Methods: A spectacle non-tolerance was defined in a pragmatic way, as a patient who had collected spectacles from the practice and subsequently returned because they were either having problems with, or were unable to wear, their new spectacles. Patients over 16 years of age, who met the above definition of non-tolerance were sequentially recruited over a 6 month period. Patients experiencing adaptation problems were first seen by a dispensing optician and any dispensing issues resolved. If the spectacle dispensing was felt to be correct, or if the non-tolerance persisted, then the patient was re-examined by an optometrist and the results analysed.

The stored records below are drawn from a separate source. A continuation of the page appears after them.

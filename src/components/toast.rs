use gloo_timers::callback::Timeout;
use leptos::prelude::*;

/// Transient right-to-left notice. When a write handle is passed the toast
/// renders a close button; otherwise it only auto-dismisses.
#[component]
pub fn Toast(
    message: ReadSignal<Option<String>>,
    #[prop(optional)] set_message: Option<WriteSignal<Option<String>>>,
) -> impl IntoView {
    view! {
        {move || {
            message.get().map(|text| {
                view! {
                    <div class="toast" role="status" aria-live="polite" dir="rtl">
                        <span>{text}</span>
                        {set_message.map(|set| {
                            view! {
                                <button
                                    class="toast-close"
                                    type="button"
                                    aria-label="بستن پیام"
                                    on:click=move |_| set.set(None)
                                >
                                    "×"
                                </button>
                            }
                        })}
                    </div>
                }
            })
        }}
    }
}

/// Shows `message` and schedules its dismissal.
pub fn flash(set_message: WriteSignal<Option<String>>, message: &str, duration_ms: u32) {
    set_message.set(Some(message.to_string()));
    Timeout::new(duration_ms, move || set_message.set(None)).forget();
}
pub mod markdown;
pub mod mic;
pub mod sidebar;
pub mod toast;
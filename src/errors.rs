use thiserror::Error;

/// Shown when the server cannot be reached or returns an unreadable body.
pub const CONNECTION_ERROR: &str = "خطا در ارتباط با سرور.";

/// Failure of an HTTP call to the backend. Every variant is recovered at the
/// call site and mapped to a localized, user-facing string.
#[derive(Debug, Error)]
pub enum ApiError {
    #[error("network error: {0}")]
    Network(String),

    #[error("request rejected with status {status}")]
    Rejected { status: u16, detail: Option<String> },

    #[error("malformed response: {0}")]
    Parse(String),
}

impl ApiError {
    /// The server-provided `detail` message when present, the connection
    /// failure text for transport/parse errors, otherwise the given fallback.
    pub fn detail_or(&self, fallback: &str) -> String {
        match self {
            ApiError::Rejected {
                detail: Some(detail),
                ..
            } if !detail.is_empty() => detail.clone(),
            ApiError::Rejected { .. } => fallback.to_string(),
            ApiError::Network(_) | ApiError::Parse(_) => CONNECTION_ERROR.to_string(),
        }
    }
}

/// Failure of a voice capture/transcription cycle.
#[derive(Clone, Copy, Debug, Error, PartialEq, Eq)]
pub enum VoiceError {
    /// Microphone unavailable, permission denied, or recorder setup failed.
    #[error("microphone unavailable or permission denied")]
    Device,

    /// The ASR call failed or returned an unusable body.
    #[error("transcription request failed")]
    Transcription,
}

impl VoiceError {
    pub fn message(self) -> &'static str {
        match self {
            VoiceError::Device => "دسترسی به میکروفون ممکن نیست. لطفا مجوز را بررسی کنید.",
            VoiceError::Transcription => "خطا در تبدیل گفتار به متن. لطفا دوباره تلاش کنید.",
        }
    }
}

#[cfg(test)]
mod tests {
    use super::*;

    #[test]
    fn detail_wins_over_fallback() {
        let err = ApiError::Rejected {
            status: 401,
            detail: Some("رمز عبور اشتباه است.".into()),
        };
        assert_eq!(err.detail_or("fallback"), "رمز عبور اشتباه است.");
    }

    #[test]
    fn missing_or_empty_detail_uses_fallback() {
        let err = ApiError::Rejected {
            status: 500,
            detail: None,
        };
        assert_eq!(err.detail_or("fallback"), "fallback");

        let err = ApiError::Rejected {
            status: 500,
            detail: Some(String::new()),
        };
        assert_eq!(err.detail_or("fallback"), "fallback");
    }

    #[test]
    fn transport_errors_map_to_connection_message() {
        let err = ApiError::Network("offline".into());
        assert_eq!(err.detail_or("fallback"), CONNECTION_ERROR);
        let err = ApiError::Parse("bad json".into());
        assert_eq!(err.detail_or("fallback"), CONNECTION_ERROR);
    }
}
pub mod chat;
pub mod signin;
pub mod signup;
use once_cell::sync::Lazy;
use regex::Regex;

use crate::models::Direction;

/// HTML-escaped `<br>` tags, as they sometimes come back inside answer text.
static ESCAPED_BR: Lazy<Regex> = Lazy::new(|| Regex::new(r"(?i)&lt;\s*br\s*/?&gt;").unwrap());
/// Literal `<br>` tags, case-insensitive, optional self-closing slash.
static LITERAL_BR: Lazy<Regex> = Lazy::new(|| Regex::new(r"(?i)<\s*br\s*/?>").unwrap());
/// Three or more consecutive newlines.
static EXTRA_NEWLINES: Lazy<Regex> = Lazy::new(|| Regex::new(r"\n{3,}").unwrap());

/// Decides the rendering direction of a piece of text by counting characters
/// from right-to-left scripts (Arabic/Persian blocks and extensions) against
/// ASCII Latin letters. Ties and all-neutral text fall back to `rtl`, the
/// primary language of the UI.
pub fn detect_direction(text: &str) -> Direction {
    let mut rtl_count = 0usize;
    let mut ltr_count = 0usize;

    for ch in text.chars() {
        match ch {
            '\u{0600}'..='\u{06FF}' | '\u{0750}'..='\u{077F}' | '\u{08A0}'..='\u{08FF}' => {
                rtl_count += 1;
            }
            'A'..='Z' | 'a'..='z' => ltr_count += 1,
            _ => {}
        }
    }

    if ltr_count > rtl_count {
        Direction::Ltr
    } else {
        Direction::Rtl
    }
}

/// Rewrites answer text into a canonical displayable form: `<br>` tags
/// (escaped or literal) become newlines, and any run of 3+ newlines collapses
/// to exactly two. Idempotent.
pub fn normalize_answer(text: &str) -> String {
    if text.is_empty() {
        return String::new();
    }

    let unescaped = ESCAPED_BR.replace_all(text, "\n");
    let unbroken = LITERAL_BR.replace_all(&unescaped, "\n");
    EXTRA_NEWLINES.replace_all(&unbroken, "\n\n").into_owned()
}

#[cfg(test)]
mod tests {
    use super::*;

    #[test]
    fn neutral_text_defaults_to_rtl() {
        assert_eq!(detect_direction(""), Direction::Rtl);
        assert_eq!(detect_direction("123 456 !?"), Direction::Rtl);
        assert_eq!(detect_direction("   \n\t"), Direction::Rtl);
    }

    #[test]
    fn equal_counts_resolve_to_rtl() {
        // One Persian letter vs one Latin letter.
        assert_eq!(detect_direction("سa"), Direction::Rtl);
        assert_eq!(detect_direction("abc سلام"), Direction::Rtl);
    }

    #[test]
    fn strict_majority_wins() {
        assert_eq!(detect_direction("hello سلام"), Direction::Ltr);
        assert_eq!(detect_direction("سلام عزیز ok"), Direction::Rtl);
        assert_eq!(detect_direction("hello"), Direction::Ltr);
        assert_eq!(detect_direction("سلام"), Direction::Rtl);
    }

    #[test]
    fn arabic_supplement_and_extended_blocks_count_as_rtl() {
        assert_eq!(detect_direction("\u{0750}\u{08A0}"), Direction::Rtl);
        assert_eq!(detect_direction("\u{0750}\u{08A0}x"), Direction::Rtl);
    }

    #[test]
    fn br_tags_become_newlines() {
        assert_eq!(normalize_answer("a<br/>b<BR>c"), "a\nb\nc");
        assert_eq!(normalize_answer("a< br />b"), "a\nb");
        assert_eq!(normalize_answer("a&lt;br/&gt;b&LT;BR&GT;c"), "a\nb\nc");
    }

    #[test]
    fn newline_runs_collapse_to_two() {
        assert_eq!(normalize_answer("a\n\n\n\n\nb"), "a\n\nb");
        assert_eq!(normalize_answer("a\n\nb"), "a\n\nb");
        assert_eq!(normalize_answer("a<br><br><br>b"), "a\n\nb");
    }

    #[test]
    fn normalize_is_idempotent() {
        for input in ["", "plain", "a<br/>b", "a\n\n\n\nb", "x&lt;br&gt;y\n\n\n"] {
            let once = normalize_answer(input);
            assert_eq!(normalize_answer(&once), once);
        }
    }

    #[test]
    fn empty_input_passes_through() {
        assert_eq!(normalize_answer(""), "");
    }
}
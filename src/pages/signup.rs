use leptos::ev;
use leptos::prelude::*;
use leptos::task::spawn_local;
use leptos_router::NavigateOptions;
use leptos_router::components::A;
use leptos_router::hooks::use_navigate;

use crate::api;
use crate::components::toast::{Toast, flash};
use crate::models::{SignUpStartRequest, VerifyOtpRequest};

const ALL_FIELDS_REQUIRED: &str = "همه فیلدها الزامی است.";
const PASSWORD_MISMATCH: &str = "رمز عبور و تکرار آن یکسان نیست.";
const OTP_REQUIRED: &str = "کد تایید الزامی است.";
const OTP_SENT: &str = "کد تایید برای ایمیل شما ارسال شد.";
const SIGNUP_FAILED: &str = "ثبت نام انجام نشد. لطفا دوباره تلاش کنید.";
const VERIFY_FAILED: &str = "تایید انجام نشد.";
const TOAST_DURATION_MS: u32 = 5_000;

/// Two-step sign-up flow. `Otp` is only reachable after a successful start
/// call; "back" returns to `Form` keeping the entered credentials.
#[derive(Clone, Copy, Debug, PartialEq, Eq)]
pub enum SignupStep {
    Form,
    Otp,
}

/// All four fields present and the password matching its confirmation,
/// otherwise the request never leaves the client.
pub fn validate_signup_form(
    student_id: &str,
    email: &str,
    password: &str,
    password_confirm: &str,
) -> Result<(), &'static str> {
    if student_id.trim().is_empty()
        || email.trim().is_empty()
        || password.is_empty()
        || password_confirm.is_empty()
    {
        return Err(ALL_FIELDS_REQUIRED);
    }
    if password != password_confirm {
        return Err(PASSWORD_MISMATCH);
    }
    Ok(())
}

pub fn validate_otp(otp_code: &str) -> Result<(), &'static str> {
    if otp_code.trim().is_empty() {
        return Err(OTP_REQUIRED);
    }
    Ok(())
}

#[component]
pub fn SignUpPage() -> impl IntoView {
    // Stored so the submit handlers stay `Copy` inside the step-switching view.
    let navigate = StoredValue::new_local(use_navigate());

    let (step, set_step) = signal(SignupStep::Form);
    let student_id = RwSignal::new(String::new());
    let email = RwSignal::new(String::new());
    let password = RwSignal::new(String::new());
    let password_confirm = RwSignal::new(String::new());
    let show_password = RwSignal::new(false);
    let show_password_confirm = RwSignal::new(false);
    let otp_code = RwSignal::new(String::new());
    let (is_loading, set_is_loading) = signal(false);
    let (toast, set_toast) = signal(None::<String>);

    let on_start = move |ev: ev::SubmitEvent| {
        ev.prevent_default();
        let id = student_id.get_untracked();
        let mail = email.get_untracked();
        let pass = password.get_untracked();
        let confirm = password_confirm.get_untracked();
        if let Err(message) = validate_signup_form(&id, &mail, &pass, &confirm) {
            flash(set_toast, message, TOAST_DURATION_MS);
            return;
        }

        set_is_loading.set(true);
        spawn_local(async move {
            let req = SignUpStartRequest {
                student_id: id.trim().to_string(),
                email: mail.trim().to_string(),
                password: pass,
                password_confirm: confirm,
            };
            match api::sign_up_start(&req).await {
                Ok(()) => {
                    set_step.set(SignupStep::Otp);
                    flash(set_toast, OTP_SENT, TOAST_DURATION_MS);
                }
                Err(err) => {
                    flash(set_toast, &err.detail_or(SIGNUP_FAILED), TOAST_DURATION_MS);
                }
            }
            set_is_loading.set(false);
        });
    };

    let on_verify = move |ev: ev::SubmitEvent| {
        ev.prevent_default();
        let code = otp_code.get_untracked();
        if let Err(message) = validate_otp(&code) {
            flash(set_toast, message, TOAST_DURATION_MS);
            return;
        }

        set_is_loading.set(true);
        let navigate = navigate.get_value();
        spawn_local(async move {
            let req = VerifyOtpRequest {
                student_id: student_id.get_untracked().trim().to_string(),
                otp_code: code.trim().to_string(),
            };
            match api::sign_up_verify(&req).await {
                Ok(()) => {
                    navigate("/signin", NavigateOptions {
                        replace: true,
                        ..Default::default()
                    });
                }
                Err(err) => {
                    flash(set_toast, &err.detail_or(VERIFY_FAILED), TOAST_DURATION_MS);
                }
            }
            set_is_loading.set(false);
        });
    };

    view! {
        <div class="auth-page">
            <Toast message=toast set_message=set_toast />
            <div class="auth-card">
                <h1 class="auth-title" dir="rtl">"ثبت نام"</h1>

                {move || match step.get() {
                    SignupStep::Form => view! {
                        <form class="auth-form" on:submit=on_start dir="rtl">
                            <label class="auth-label">
                                "شماره دانشجویی"
                                <input
                                    class="auth-input"
                                    type="text"
                                    prop:value=student_id
                                    on:input=move |ev| student_id.set(event_target_value(&ev))
                                    placeholder="مثال: 40123456"
                                />
                            </label>
                            <label class="auth-label">
                                "ایمیل"
                                <input
                                    class="auth-input"
                                    type="email"
                                    prop:value=email
                                    on:input=move |ev| email.set(event_target_value(&ev))
                                    placeholder="email@example.com"
                                />
                            </label>
                            <label class="auth-label">
                                "رمز عبور"
                                <div class="auth-input-group">
                                    <input
                                        class="auth-input auth-input-with-icon"
                                        type=move || if show_password.get() { "text" } else { "password" }
                                        prop:value=password
                                        on:input=move |ev| password.set(event_target_value(&ev))
                                        placeholder="حداقل ۶ کاراکتر"
                                    />
                                    <button
                                        class="auth-input-toggle"
                                        type="button"
                                        aria-label=move || if show_password.get() {
                                            "پنهان کردن رمز عبور"
                                        } else {
                                            "نمایش رمز عبور"
                                        }
                                        on:click=move |_| show_password.update(|shown| *shown = !*shown)
                                    >
                                        {move || if show_password.get() { "🙈" } else { "👁" }}
                                    </button>
                                </div>
                            </label>
                            <label class="auth-label">
                                "تکرار رمز عبور"
                                <div class="auth-input-group">
                                    <input
                                        class="auth-input auth-input-with-icon"
                                        type=move || if show_password_confirm.get() { "text" } else { "password" }
                                        prop:value=password_confirm
                                        on:input=move |ev| password_confirm.set(event_target_value(&ev))
                                        placeholder="تکرار رمز عبور"
                                    />
                                    <button
                                        class="auth-input-toggle"
                                        type="button"
                                        aria-label=move || if show_password_confirm.get() {
                                            "پنهان کردن تکرار رمز عبور"
                                        } else {
                                            "نمایش تکرار رمز عبور"
                                        }
                                        on:click=move |_| show_password_confirm.update(|shown| *shown = !*shown)
                                    >
                                        {move || if show_password_confirm.get() { "🙈" } else { "👁" }}
                                    </button>
                                </div>
                            </label>

                            <button class="auth-submit" type="submit" disabled=is_loading>
                                {move || if is_loading.get() { "در حال ارسال..." } else { "مرحله بعدی" }}
                            </button>
                        </form>
                    }.into_any(),
                    SignupStep::Otp => view! {
                        <form class="auth-form" on:submit=on_verify dir="rtl">
                            <label class="auth-label">
                                "کد تایید"
                                <input
                                    class="auth-input auth-otp"
                                    type="text"
                                    prop:value=otp_code
                                    on:input=move |ev| otp_code.set(event_target_value(&ev))
                                    placeholder="کد ۶ رقمی"
                                />
                            </label>

                            <button class="auth-submit" type="submit" disabled=is_loading>
                                {move || if is_loading.get() { "در حال تایید..." } else { "تایید" }}
                            </button>
                            <button
                                class="auth-secondary"
                                type="button"
                                on:click=move |_| set_step.set(SignupStep::Form)
                            >
                                "بازگشت"
                            </button>
                        </form>
                    }.into_any(),
                }}

                <p class="auth-footer" dir="rtl">
                    "حساب دارید؟ " <A href="/signin">"وارد شوید"</A>
                </p>
            </div>
        </div>
    }
}

#[cfg(test)]
mod tests {
    use super::*;

    #[test]
    fn missing_fields_are_rejected_before_the_network() {
        assert_eq!(
            validate_signup_form("", "a@b.c", "pw", "pw"),
            Err(ALL_FIELDS_REQUIRED)
        );
        assert_eq!(
            validate_signup_form("401", "", "pw", "pw"),
            Err(ALL_FIELDS_REQUIRED)
        );
        assert_eq!(
            validate_signup_form("401", "a@b.c", "", "pw"),
            Err(ALL_FIELDS_REQUIRED)
        );
        assert_eq!(
            validate_signup_form("401", "a@b.c", "pw", ""),
            Err(ALL_FIELDS_REQUIRED)
        );
    }

    #[test]
    fn mismatched_passwords_are_rejected_before_the_network() {
        assert_eq!(
            validate_signup_form("401", "a@b.c", "pw1", "pw2"),
            Err(PASSWORD_MISMATCH)
        );
    }

    #[test]
    fn complete_matching_form_passes() {
        assert!(validate_signup_form("401", "a@b.c", "secret", "secret").is_ok());
    }

    #[test]
    fn otp_requires_a_nonempty_code() {
        assert_eq!(validate_otp(""), Err(OTP_REQUIRED));
        assert_eq!(validate_otp("   "), Err(OTP_REQUIRED));
        assert!(validate_otp("123456").is_ok());
    }
}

Results: Non-tolerance examinations accounted for 62 of the 3091 eye examinations during the study period. The average rate of non-tolerance, averaged across the practitioners, was 1.8%, varying from 1.3–3.3% for individual practitioners. Gender was not a factor in non-tolerance, however age was, with presbyopes accounting for 88.1%. The most common reasons for non-tolerance were, in order of decreasing frequency: prescription related (61.0%), dispensing related (22.0%), pathology (8.5%), data entry error (6.8%) and binocular vision anomalies (1.7%). Of prescription related errors, gauging the spherical element accounted for the majority of inaccuracies, followed by problems with the near/intermediate addition. In every case, the final prescription was within 1.00 D of the not tolerated, prescription; 84.4% were within ±0.50 D.
Conclusions: Spectacle prescription non-tolerance forms a small, but important, form of adverse reaction in optometric clinics. Most non-tolerances can be resolved by small changes, within 0.50 D, to the prescription.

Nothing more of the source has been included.